**What you are asked to do:**
Each entry below should be retyped exactly as given.

**Extracted data entries:**
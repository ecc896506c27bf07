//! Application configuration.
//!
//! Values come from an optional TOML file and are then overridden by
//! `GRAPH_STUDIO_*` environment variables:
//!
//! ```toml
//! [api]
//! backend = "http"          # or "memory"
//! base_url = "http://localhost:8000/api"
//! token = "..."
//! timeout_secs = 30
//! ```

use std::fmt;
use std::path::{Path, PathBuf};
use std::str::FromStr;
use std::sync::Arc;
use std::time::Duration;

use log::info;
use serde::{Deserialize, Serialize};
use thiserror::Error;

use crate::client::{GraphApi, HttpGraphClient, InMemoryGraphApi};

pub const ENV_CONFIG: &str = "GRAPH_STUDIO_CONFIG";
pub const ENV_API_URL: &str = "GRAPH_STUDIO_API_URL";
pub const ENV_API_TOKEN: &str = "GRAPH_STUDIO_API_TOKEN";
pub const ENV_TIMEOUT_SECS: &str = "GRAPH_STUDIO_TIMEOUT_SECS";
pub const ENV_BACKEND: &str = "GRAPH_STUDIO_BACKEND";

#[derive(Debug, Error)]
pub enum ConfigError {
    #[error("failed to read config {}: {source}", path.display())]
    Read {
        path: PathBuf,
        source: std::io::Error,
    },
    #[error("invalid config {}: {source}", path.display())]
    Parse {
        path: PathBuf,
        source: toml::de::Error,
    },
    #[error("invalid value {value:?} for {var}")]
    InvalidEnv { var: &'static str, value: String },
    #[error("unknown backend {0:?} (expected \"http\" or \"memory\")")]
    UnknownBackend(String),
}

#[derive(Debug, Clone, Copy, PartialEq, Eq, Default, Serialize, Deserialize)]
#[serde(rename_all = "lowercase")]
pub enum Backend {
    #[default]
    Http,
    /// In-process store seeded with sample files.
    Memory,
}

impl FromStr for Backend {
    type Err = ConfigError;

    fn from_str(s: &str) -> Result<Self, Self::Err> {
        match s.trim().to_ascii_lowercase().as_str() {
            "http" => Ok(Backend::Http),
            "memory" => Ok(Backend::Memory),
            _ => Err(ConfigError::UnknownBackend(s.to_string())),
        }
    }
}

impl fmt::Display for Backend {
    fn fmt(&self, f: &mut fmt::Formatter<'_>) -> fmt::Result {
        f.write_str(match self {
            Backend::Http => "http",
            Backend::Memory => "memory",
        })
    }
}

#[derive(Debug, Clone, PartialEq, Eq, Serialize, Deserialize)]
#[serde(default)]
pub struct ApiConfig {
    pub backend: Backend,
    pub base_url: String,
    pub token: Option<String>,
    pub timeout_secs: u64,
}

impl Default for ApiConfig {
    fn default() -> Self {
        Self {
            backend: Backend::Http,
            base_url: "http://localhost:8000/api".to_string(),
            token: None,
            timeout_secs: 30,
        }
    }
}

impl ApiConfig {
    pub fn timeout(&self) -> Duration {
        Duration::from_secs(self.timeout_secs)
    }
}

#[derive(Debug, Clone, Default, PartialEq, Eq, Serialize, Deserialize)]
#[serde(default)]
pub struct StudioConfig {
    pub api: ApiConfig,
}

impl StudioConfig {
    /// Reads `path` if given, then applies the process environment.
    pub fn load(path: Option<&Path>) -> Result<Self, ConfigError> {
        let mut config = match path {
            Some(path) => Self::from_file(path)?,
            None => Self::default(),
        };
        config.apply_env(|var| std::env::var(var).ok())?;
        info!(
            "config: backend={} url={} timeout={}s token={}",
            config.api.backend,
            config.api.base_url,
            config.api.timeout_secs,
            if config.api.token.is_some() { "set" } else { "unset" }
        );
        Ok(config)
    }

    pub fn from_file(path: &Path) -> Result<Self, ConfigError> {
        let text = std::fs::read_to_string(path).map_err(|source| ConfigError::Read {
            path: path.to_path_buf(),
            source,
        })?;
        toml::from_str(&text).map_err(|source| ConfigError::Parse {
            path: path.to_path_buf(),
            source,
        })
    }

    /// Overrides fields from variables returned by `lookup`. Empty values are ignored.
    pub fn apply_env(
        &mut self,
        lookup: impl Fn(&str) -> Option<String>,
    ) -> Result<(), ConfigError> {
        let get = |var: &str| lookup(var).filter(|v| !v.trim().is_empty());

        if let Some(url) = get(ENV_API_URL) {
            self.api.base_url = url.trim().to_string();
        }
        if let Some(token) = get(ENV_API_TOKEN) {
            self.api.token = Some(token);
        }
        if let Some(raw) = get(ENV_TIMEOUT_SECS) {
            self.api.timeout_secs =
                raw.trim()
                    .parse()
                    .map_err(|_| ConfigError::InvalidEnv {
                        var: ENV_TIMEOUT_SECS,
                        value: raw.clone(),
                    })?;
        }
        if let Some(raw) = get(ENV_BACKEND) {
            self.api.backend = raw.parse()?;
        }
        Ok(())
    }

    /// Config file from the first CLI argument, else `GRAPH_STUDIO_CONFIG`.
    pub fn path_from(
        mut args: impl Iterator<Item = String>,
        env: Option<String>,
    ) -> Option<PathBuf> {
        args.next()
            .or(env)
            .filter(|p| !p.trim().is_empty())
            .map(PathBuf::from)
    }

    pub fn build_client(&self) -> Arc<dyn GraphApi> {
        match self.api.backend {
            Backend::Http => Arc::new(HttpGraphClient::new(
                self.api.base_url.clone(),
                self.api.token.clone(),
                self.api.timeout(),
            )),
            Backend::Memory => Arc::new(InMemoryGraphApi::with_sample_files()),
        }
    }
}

**Exercise output:**
repository ecc896506c27bf07
//! Application configuration.
//!
//! Values come from an optional TOML file and are then overridden by
//! `GRAPH_STUDIO_*` environment variables:
//!
//! ```toml
//! [api]
//! backend = "http"          # or "memory"
//! base_url = "http://localhost:8000/api"
//! token = "..."
//! timeout_secs = 30
//! ```

use std::fmt;
use std::path::{Path, PathBuf};
use std::str::FromStr;
use std::sync::Arc;
use std::time::Duration;

use log::info;
use serde::{Deserialize, Serialize};
use thiserror::Error;

use crate::client::{GraphApi, HttpGraphClient, InMemoryGraphApi};

pub const ENV_CONFIG: &str = "GRAPH_STUDIO_CONFIG";
pub const ENV_API_URL: &str = "GRAPH_STUDIO_API_URL";
pub const ENV_API_TOKEN: &str = "GRAPH_STUDIO_API_TOKEN";
pub const ENV_TIMEOUT_SECS: &str = "GRAPH_STUDIO_TIMEOUT_SECS";
pub const ENV_BACKEND: &str = "GRAPH_STUDIO_BACKEND";

#[derive(Debug, Error)]
pub enum ConfigError {
    #[error("failed to read config {}: {source}", path.display())]
    Read {
        path: PathBuf,
        source: std::io::Error,
    },
    #[error("invalid config {}: {source}", path.display())]
    Parse {
        path: PathBuf,
        source: toml::de::Error,
    },
    #[error("invalid value {value:?} for {var}")]
    InvalidEnv { var: &'static str, value: String },
    #[error("unknown backend {0:?} (expected \"http\" or \"memory\")")]
    UnknownBackend(String),
}

#[derive(Debug, Clone, Copy, PartialEq, Eq, Default, Serialize, Deserialize)]
#[serde(rename_all = "lowercase")]
pub enum Backend {
    #[default]
    Http,
    /// In-process store seeded with sample files.
    Memory,
}

impl FromStr for Backend {
    type Err = ConfigError;

    fn from_str(s: &str) -> Result<Self, Self::Err> {
        match s.trim().to_ascii_lowercase().as_str() {
            "http" => Ok(Backend::Http),
            "memory" => Ok(Backend::Memory),
            _ => Err(ConfigError::UnknownBackend(s.to_string())),
        }
    }
}

impl fmt::Display for Backend {
    fn fmt(&self, f: &mut fmt::Formatter<'_>) -> fmt::Result {
        f.write_str(match self {
            Backend::Http => "http",
            Backend::Memory => "memory",
        })
    }
}

#[derive(Debug, Clone, PartialEq, Eq, Serialize, Deserialize)]
#[serde(default)]
pub struct ApiConfig {
    pub backend: Backend,
    pub base_url: String,
    pub token: Option<String>,
    pub timeout_secs: u64,
}

impl Default for ApiConfig {
    fn default() -> Self {
        Self {
            backend: Backend::Http,
            base_url: "http://localhost:8000/api".to_string(),
            token: None,
            timeout_secs: 30,
        }
    }
}

impl ApiConfig {
    pub fn timeout(&self) -> Duration {
        Duration::from_secs(self.timeout_secs)
    }
}

#[derive(Debug, Clone, Default, PartialEq, Eq, Serialize, Deserialize)]
#[serde(default)]
pub struct StudioConfig {
    pub api: ApiConfig,
}

impl StudioConfig {
    /// Reads `path` if given, then applies the process environment.
    pub fn load(path: Option<&Path>) -> Result<Self, ConfigError> {
        let mut config = match path {
            Some(path) => Self::from_file(path)?,
            None => Self::default(),
        };
        config.apply_env(|var| std::env::var(var).ok())?;
        info!(
            "config: backend={} url={} timeout={}s token={}",
            config.api.backend,
            config.api.base_url,
            config.api.timeout_secs,
            if config.api.token.is_some() { "set" } else { "unset" }
        );
        Ok(config)
    }

    pub fn from_file(path: &Path) -> Result<Self, ConfigError> {
        let text = std::fs::read_to_string(path).map_err(|source| ConfigError::Read {
            path: path.to_path_buf(),
            source,
        })?;
        toml::from_str(&text).map_err(|source| ConfigError::Parse {
            path: path.to_path_buf(),
            source,
        })
    }

    /// Overrides fields from variables returned by `lookup`. Empty values are ignored.
    pub fn apply_env(
        &mut self,
        lookup: impl Fn(&str) -> Option<String>,
    ) -> Result<(), ConfigError> {
        let get = |var: &str| lookup(var).filter(|v| !v.trim().is_empty());

        if let Some(url) = get(ENV_API_URL) {
            self.api.base_url = url.trim().to_string();
        }
        if let Some(token) = get(ENV_API_TOKEN) {
            self.api.token = Some(token);
        }
        if let Some(raw) = get(ENV_TIMEOUT_SECS) {
            self.api.timeout_secs =
                raw.trim()
                    .parse()
                    .map_err(|_| ConfigError::InvalidEnv {
                        var: ENV_TIMEOUT_SECS,
                        value: raw.clone(),
                    })?;
        }
        if let Some(raw) = get(ENV_BACKEND) {
            self.api.backend = raw.parse()?;
        }
        Ok(())
    }

    /// Config file from the first CLI argument, else `GRAPH_STUDIO_CONFIG`.
    pub fn path_from(
        mut args: impl Iterator<Item = String>,
        env: Option<String>,
    ) -> Option<PathBuf> {
        args.next()
            .or(env)
            .filter(|p| !p.trim().is_empty())
            .map(PathBuf::from)
    }

    pub fn build_client(&self) -> Arc<dyn GraphApi> {
        match self.api.backend {
            Backend::Http => Arc::new(HttpGraphClient::new(
                self.api.base_url.clone(),
                self.api.token.clone(),
                self.api.timeout(),
            )),
            Backend::Memory => Arc::new(InMemoryGraphApi::with_sample_files()),
        }
    }
}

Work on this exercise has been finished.